The number of cyber attacks on financial sector between 2013 and 2014 increased by approx. 6 percent. There is also an increase in the number of malware and attacks directed on both institutions and consumers. On the other hand, the growth rate of cyber threats in this area is lower than in the public sector or in retail sales. “It would seem that the financial market is losing its significance. This is not true, cyber criminals are still interested in attacking financial institutions ” – said Lech Lachowicz, an expert in cyber security in Prospects Incubator.

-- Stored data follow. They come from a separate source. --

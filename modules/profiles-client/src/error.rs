use thiserror::Error;

pub type Result<T> = std::result::Result<T, ProfilesError>;

#[derive(Debug, Error)]
pub enum ProfilesError {
    #[error("Network error: {0}")]
    Network(String),

    #[error("Request timed out")]
    Timeout,

    #[error("API error (status {status}): {message}")]
    Api { status: u16, message: String },

    #[error("Parse error: {0}")]
    Parse(String),

    #[error("Invalid base URL: {0}")]
    InvalidUrl(String),
}

impl From<reqwest::Error> for ProfilesError {
    fn from(err: reqwest::Error) -> Self {
        if err.is_timeout() {
            ProfilesError::Timeout
        } else if err.is_decode() {
            ProfilesError::Parse(err.to_string())
        } else {
            ProfilesError::Network(err.to_string())
        }
    }
}

impl From<serde_json::Error> for ProfilesError {
    fn from(err: serde_json::Error) -> Self {
        ProfilesError::Parse(err.to_string())
    }
}
//! Ranking dashboard: fetches the ranking payload once per dashboard instance.
//!
//! "Not fetched yet" and "fetched, nothing recorded" are separate states. A
//! loaded payload is kept for the life of the dashboard even when empty; only a
//! failed fetch is retried, on the next mount.

use std::sync::{Arc, Mutex, MutexGuard};

use tracing::{info, warn};

use socialsearch_common::RankingPayload;
use socialsearch_store::SearchStore;

#[derive(Debug, Clone, PartialEq)]
pub enum RankingState {
    NotFetched,
    Loading,
    Loaded(RankingPayload),
    Failed(String),
}

impl RankingState {
    pub fn payload(&self) -> Option<&RankingPayload> {
        match self {
            RankingState::Loaded(payload) => Some(payload),
            _ => None,
        }
    }
}

pub struct RankingDashboard {
    state: Mutex<RankingState>,
    store: Arc<dyn SearchStore>,
}

impl RankingDashboard {
    pub fn new(store: Arc<dyn SearchStore>) -> Self {
        Self {
            state: Mutex::new(RankingState::NotFetched),
            store,
        }
    }

    fn lock(&self) -> MutexGuard<'_, RankingState> {
        self.state.lock().unwrap_or_else(|e| e.into_inner())
    }

    pub fn state(&self) -> RankingState {
        self.lock().clone()
    }

    /// Called on every render. Fetches only when nothing is held yet (or the
    /// previous fetch failed); otherwise returns the current state untouched.
    pub async fn mount(&self) -> RankingState {
        {
            let mut state = self.lock();
            match *state {
                RankingState::NotFetched | RankingState::Failed(_) => {
                    *state = RankingState::Loading;
                }
                RankingState::Loading | RankingState::Loaded(_) => return state.clone(),
            }
        }

        let result = self.store.fetch_ranking().await;

        let mut state = self.lock();
        *state = match result {
            Ok(payload) => {
                info!(
                    entries = payload.list.len(),
                    total = payload.statistics.total(),
                    "Ranking loaded"
                );
                RankingState::Loaded(payload)
            }
            Err(e) => {
                warn!(error = %e, "Failed to fetch ranking");
                RankingState::Failed(e.to_string())
            }
        };
        state.clone()
    }
}

#[cfg(test)]
mod tests {
    use super::*;
    use crate::testing::RecordingStore;
    use socialsearch_common::{Network, SearchRecord};

    #[tokio::test]
    async fn fetches_once_across_rerenders() {
        let store = RecordingStore::arc();
        store
            .record_search(&SearchRecord::new("sunset", Network::TikTok))
            .await
            .unwrap();
        let dashboard = RankingDashboard::new(store.clone());

        for _ in 0..5 {
            let state = dashboard.mount().await;
            assert_eq!(state.payload().unwrap().list.len(), 1);
        }
        assert_eq!(store.ranking_fetch_count(), 1);
    }

    #[tokio::test]
    async fn empty_payload_is_loaded_not_refetched() {
        let store = RecordingStore::arc();
        let dashboard = RankingDashboard::new(store.clone());
        assert_eq!(dashboard.state(), RankingState::NotFetched);

        let state = dashboard.mount().await;
        assert!(state.payload().unwrap().is_empty());
        dashboard.mount().await;
        assert_eq!(store.ranking_fetch_count(), 1);
    }

    #[tokio::test]
    async fn failure_is_retried_on_next_mount() {
        let store = RecordingStore::failing_ranking();
        let dashboard = RankingDashboard::new(store.clone());

        assert!(matches!(dashboard.mount().await, RankingState::Failed(_)));
        assert!(matches!(dashboard.mount().await, RankingState::Failed(_)));
        assert_eq!(store.ranking_fetch_count(), 2);
    }
}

Criminal organizations specialized in information theft and carrying out targeted cyber attacks have been existed for a very long time. Their goal is not only to enrich themselves quickly, they also want to compromise a company’s reputation. “For some time we are also dealing with the phenomenon of hacktivism. During the ACTA protests in 2011 hacktivists became more active, which led to cyber attacks on three large financial institutions: Visa, Mastercard and PayPal. These were very spectacular attacks, but the authors of the attacks weren’t interested in material benefits but in the glare of publicity ” – said Lachowicz.
State actors are also preparing for operations in cyber space. In case of an armed conflict, they have prepared tools which will target some elements of critical infrastructure, including financial ones. “Cash flow security is an important element during the conflict. Poland is also working on improvement the security of this sector in cyber” – the expert noted.
The financial sector in Poland is unique in terms of the amount of provisions and regulations. They concern both the question of risk management and the protection of assets. As for computer security, it is worth to mention “D Recommendation” drawn up in 2013 by the Polish Financial Supervision Authority (Komisja Nadzoru Finansowego, KNF). The document contains, among others, audit requirements, incident management requirements and confidentiality criteria. “KNF Guidelines are not obligatory and penalties for non-compliance are not imposed. Large enterprises, however, adhere to the  instructions of “Recommendation”. Furthermore, it does not stand in contradiction to other regulations, among others,  ISO or PCI DSS (Payment Card Industry Security Date Standard).  Overall, however, the  regulations of cyber safety in finances are insufficient and too rigorous ” – Lachowicz summed up.
These issues lie at the core of the problem. In order to increase productivity at work we use smartphones, tablets, pendrives and other mobile equipment.  It creates an incredible chance for conducting cyber attacks- noticed Dominika Stępińska-Duch, a partner and an attorney at Raczowski Paluch Legal Office. “However, as far as provisions of the banking law, regulations and directives are concerned, Poland doesn’t lag behind other European countries, actually it is the other way around. We should, however, begin with user awareness – added Stępińska-Duch
Cyber attack on the financial sector, as a rule, brings tangible benefits to a criminal and severe losses to an institution. The security level in finance must therefore be equally higher than in other sectors “We should remember that safety is not only about technology. Above all, it is important to implement processes which ensure monitoring computer infrastructure, incident response, control, update and security modification”- said Adam Gałach, CEO and expert at Galach Consulting. “It is also worth adding that the safety of the financial sector depends not only on the security level in institutions. It is important that a customer adheres to safety rules”- added Gałach.
The issue of cyber security in the financial sector is also raised by the European Union. The results of their work on IT security includes NIS Directive (Network and Information Security directive). “The European Commission intends to introduce very specific guidance for companies in the financial area. In May 2015 the European Union adopted a new digital strategy, which in its content also adheres to electronic payments, e-commerce and geo-blocking”- remarked Anna Katarzyna-Nietyksza, president of EuroCloud Poland. “In the new EU financial perspective, we have 82 billion to be allocated to identify risks in ICT and counteract them” – added Nietyksza.
The panel discussion was attended by:
Lech Lachowicz – expert in IT security, Prospects Incubator;
Adam Gałach – expert and CEO of galas Consulting;
Anne Katarzyna Nietyksza – President of EuroCloud Poland, Member of the European Economic and Social Committee, the Group Digital Agenda, Transportation, Energy, Information Society.